Research Division, Dynamical Business & Science Society - DBSS International SAS, Bogotá, Colombia.
Biochem Genet. 2024 Feb;62(1):352-370. doi: 10.1007/s10528-023-10426-5. Epub 2023 Jun 22.
Malignant pleural mesothelioma (MPM) is a rare and aggressive neoplasm of the pleural tissue that lines the lungs and is mainly associated with long latency from asbestos exposure. This tumor has no effective therapeutic opportunities nowadays and has a very low five-year survival rate. In this sense, identifying molecular events that trigger the development and progression of this tumor is highly important to establish new and potentially effective treatments. We conducted a meta-analysis of genome-wide expression studies publicly available at the Gene Expression Omnibus (GEO) and ArrayExpress databases. The differentially expressed genes (DEGs) were identified, and we performed functional enrichment analysis and protein-protein interaction networks (PPINs) to gain insight into the biological mechanisms underlying these genes.
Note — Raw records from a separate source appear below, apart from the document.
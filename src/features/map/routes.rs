use std::sync::Arc;

use axum::{routing::get, Router};

use crate::features::map::handlers;
use crate::features::map::services::MapService;

/// Map queries (require auth middleware to be applied by caller)
pub fn routes(map_service: Arc<MapService>) -> Router {
    Router::new()
        .route("/api/map/reports", get(handlers::reports_in_bbox))
        .with_state(map_service)
}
Additionally, we constructed survival prediction models for selected DEGs and predicted the minimum drug inhibition concentration of anticancer drugs for MPM. In total, 115 MPM tumor transcriptomes and 26 pleural tissue controls were analyzed. We identified 1046 upregulated DEGs in the MPM samples. Cellular signaling categories in tumor samples were associated with the TNF, PI3K-Akt, and AMPK pathways. The inflammatory response, regulation of cell migration, and regulation of angiogenesis were overrepresented biological processes. Expression of SOX17 and TACC1 were associated with reduced survival rates. This meta-analysis identified a list of DEGs in MPM tumors, cancer-related signaling pathways, and biological processes that were overrepresented in MPM samples. Some therapeutic targets to treat MPM are suggested, and the prognostic potential of key genes is shown.
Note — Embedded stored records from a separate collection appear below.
use chrono::{DateTime, NaiveDateTime, Utc};
use serde::{Deserialize, Serialize};
use sqlx::FromRow;
use utoipa::ToSchema;

use crate::shared::constants::DISPLAY_DATE_FMT;

/// Everything a user enters on the report form, plus authorship.
///
/// Shared by every version of a report; the version itself is identified by
/// [`SpillReport::last_updated`].
#[derive(Debug, Clone, Default, PartialEq, FromRow, Serialize, Deserialize, ToSchema)]
pub struct ReportFields {
    pub recorded_by: Option<String>,
    pub user_id: i32,

    pub report_num: String,
    pub report_name: Option<String>,
    pub update_text: Option<String>,
    pub report_date: Option<NaiveDateTime>,
    pub report_timezone: Option<String>,
    pub spill_date: Option<NaiveDateTime>,
    pub spill_timezone: Option<String>,
    pub name_reporter: Option<String>,
    pub phone_reporter: Option<String>,
    pub email_reporter: Option<String>,

    pub coordinate_type: Option<String>,
    pub coordinates: Option<String>,
    pub latitude: Option<f64>,
    pub longitude: Option<f64>,
    pub location_description: Option<String>,
    pub pollutant: Option<String>,
    pub pollutant_details: Option<String>,
    pub quantity: Option<String>,
    pub quantity_units: Option<String>,
    pub colour_odour: Option<String>,
    pub origin: Option<String>,
    pub weather: Option<String>,
    pub situation_info: Option<String>,
    pub response_activated: Option<String>,

    pub vessel_name: Option<String>,
    pub call_sign: Option<String>,
    pub vessel_length: Option<String>,
    pub vessel_type: Option<String>,
    pub owner_agent: Option<String>,
    pub vessel_additional_info: Option<String>,

    pub ccg_duty_officer: Option<String>,
    pub tc_marine_safety: Option<String>,
    pub vancouver_hm: Option<String>,
    pub area_mcts_centre: Option<String>,
    pub dfo_public_affairs: Option<String>,
    pub roc_officer: Option<String>,

    pub er_region: Option<String>,
    pub fleet_tasking: Option<String>,
    pub station_or_ship: Option<String>,
    pub unit: Option<String>,
    pub severity: Option<i32>,
}

/// One immutable version of a spill report
#[derive(Debug, Clone, PartialEq, FromRow, Serialize, Deserialize, ToSchema)]
pub struct SpillReport {
    pub id: i32,
    pub last_updated: DateTime<Utc>,
    #[sqlx(flatten)]
    #[serde(flatten)]
    pub fields: ReportFields,
}

/// The version asked for and the one saved just before it
#[derive(Debug, Clone)]
pub struct ReportVersions {
    pub current: SpillReport,
    pub previous: Option<SpillReport>,
}

fn text(value: &Option<String>) -> Option<String> {
    value.clone()
}

fn date(value: &Option<NaiveDateTime>) -> Option<String> {
    value.map(|d| d.format(DISPLAY_DATE_FMT).to_string())
}

fn number<T: ToString>(value: &Option<T>) -> Option<String> {
    value.as_ref().map(|v| v.to_string())
}

impl ReportFields {
    /// Field name and printable value, in column order
    pub fn field_values(&self) -> Vec<(&'static str, Option<String>)> {
        vec![
            ("recorded_by", text(&self.recorded_by)),
            ("user_id", Some(self.user_id.to_string())),
            ("report_num", Some(self.report_num.clone())),
            ("report_name", text(&self.report_name)),
            ("update_text", text(&self.update_text)),
            ("report_date", date(&self.report_date)),
            ("report_timezone", text(&self.report_timezone)),
            ("spill_date", date(&self.spill_date)),
            ("spill_timezone", text(&self.spill_timezone)),
            ("name_reporter", text(&self.name_reporter)),
            ("phone_reporter", text(&self.phone_reporter)),
            ("email_reporter", text(&self.email_reporter)),
            ("coordinate_type", text(&self.coordinate_type)),
            ("coordinates", text(&self.coordinates)),
            ("latitude", number(&self.latitude)),
            ("longitude", number(&self.longitude)),
            ("location_description", text(&self.location_description)),
            ("pollutant", text(&self.pollutant)),
            ("pollutant_details", text(&self.pollutant_details)),
            ("quantity", text(&self.quantity)),
            ("quantity_units", text(&self.quantity_units)),
            ("colour_odour", text(&self.colour_odour)),
            ("origin", text(&self.origin)),
            ("weather", text(&self.weather)),
            ("situation_info", text(&self.situation_info)),
            ("response_activated", text(&self.response_activated)),
            ("vessel_name", text(&self.vessel_name)),
            ("call_sign", text(&self.call_sign)),
            ("vessel_length", text(&self.vessel_length)),
            ("vessel_type", text(&self.vessel_type)),
            ("owner_agent", text(&self.owner_agent)),
            ("vessel_additional_info", text(&self.vessel_additional_info)),
            ("ccg_duty_officer", text(&self.ccg_duty_officer)),
            ("tc_marine_safety", text(&self.tc_marine_safety)),
            ("vancouver_hm", text(&self.vancouver_hm)),
            ("area_mcts_centre", text(&self.area_mcts_centre)),
            ("dfo_public_affairs", text(&self.dfo_public_affairs)),
            ("roc_officer", text(&self.roc_officer)),
            ("er_region", text(&self.er_region)),
            ("fleet_tasking", text(&self.fleet_tasking)),
            ("station_or_ship", text(&self.station_or_ship)),
            ("unit", text(&self.unit)),
            ("severity", number(&self.severity)),
        ]
    }
}

impl SpillReport {
    /// Bookkeeping columns followed by [`ReportFields::field_values`]
    pub fn row_values(&self) -> Vec<(&'static str, Option<String>)> {
        let mut values = vec![
            ("id", Some(self.id.to_string())),
            (
                "last_updated",
                Some(self.last_updated.format(DISPLAY_DATE_FMT).to_string()),
            ),
        ];
        values.extend(self.fields.field_values());
        values
    }

    /// Names matching [`SpillReport::row_values`]
    pub fn column_names() -> Vec<&'static str> {
        let mut names = vec!["id", "last_updated"];
        names.extend(
            ReportFields::default()
                .field_values()
                .into_iter()
                .map(|(name, _)| name),
        );
        names
    }
}

#[cfg(test)]
mod tests {
    use super::*;
    use chrono::NaiveDate;

    #[test]
    fn test_field_values_format_dates_and_numbers() {
        let fields = ReportFields {
            report_num: "2021-14".to_string(),
            report_date: NaiveDate::from_ymd_opt(2021, 3, 4)
                .and_then(|d| d.and_hms_opt(13, 5, 0)),
            latitude: Some(49.5),
            severity: Some(3),
            ..Default::default()
        };

        let values = fields.field_values();
        let get = |name: &str| {
            values
                .iter()
                .find(|(n, _)| *n == name)
                .and_then(|(_, v)| v.clone())
        };

        assert_eq!(get("report_num").as_deref(), Some("2021-14"));
        assert_eq!(get("report_date").as_deref(), Some("2021-03-04 13:05:00"));
        assert_eq!(get("latitude").as_deref(), Some("49.5"));
        assert_eq!(get("severity").as_deref(), Some("3"));
        assert_eq!(get("pollutant"), None);
    }

    #[test]
    fn test_row_values_start_with_bookkeeping() {
        let report = SpillReport {
            id: 9,
            last_updated: DateTime::from_timestamp(1_600_000_000, 0).unwrap(),
            fields: ReportFields::default(),
        };
        let names: Vec<&str> = report.row_values().iter().map(|(n, _)| *n).collect();
        assert_eq!(&names[..3], &["id", "last_updated", "recorded_by"]);
        assert_eq!(names.len(), 45);
        assert_eq!(names, SpillReport::column_names());
    }
}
恶性胸膜间皮瘤(MPM)是一种罕见且侵袭性的胸膜组织肿瘤,主要与石棉暴露的长潜伏期有关。目前,这种肿瘤没有有效的治疗机会,五年生存率非常低。因此,识别引发这种肿瘤发生和发展的分子事件对于建立新的、有潜在疗效的治疗方法非常重要。我们对基因表达综合数据库(GEO)和 ArrayExpress 数据库中公开的全基因组表达研究进行了荟萃分析。鉴定出差异表达基因(DEGs),并进行功能富集分析和蛋白质-蛋白质相互作用网络(PPINs)分析,以深入了解这些基因背后的生物学机制。此外,我们还为选定的 DEGs 构建了生存预测模型,并预测了 MPM 的抗癌药物最小抑制浓度。共分析了 115 个 MPM 肿瘤转录组和 26 个胸膜组织对照。我们在 MPM 样本中鉴定出 1046 个上调的 DEGs。肿瘤样本中的细胞信号转导类别与 TNF、PI3K-Akt 和 AMPK 途径有关。炎症反应、细胞迁移调节和血管生成调节是过度表达的生物学过程。SOX17 和 TACC1 的表达与降低的生存率相关。这项荟萃分析确定了 MPM 肿瘤、癌症相关信号通路和过度表达的生物学过程中的 DEG 列表。提出了一些治疗 MPM 的治疗靶点,并展示了关键基因的预后潜力。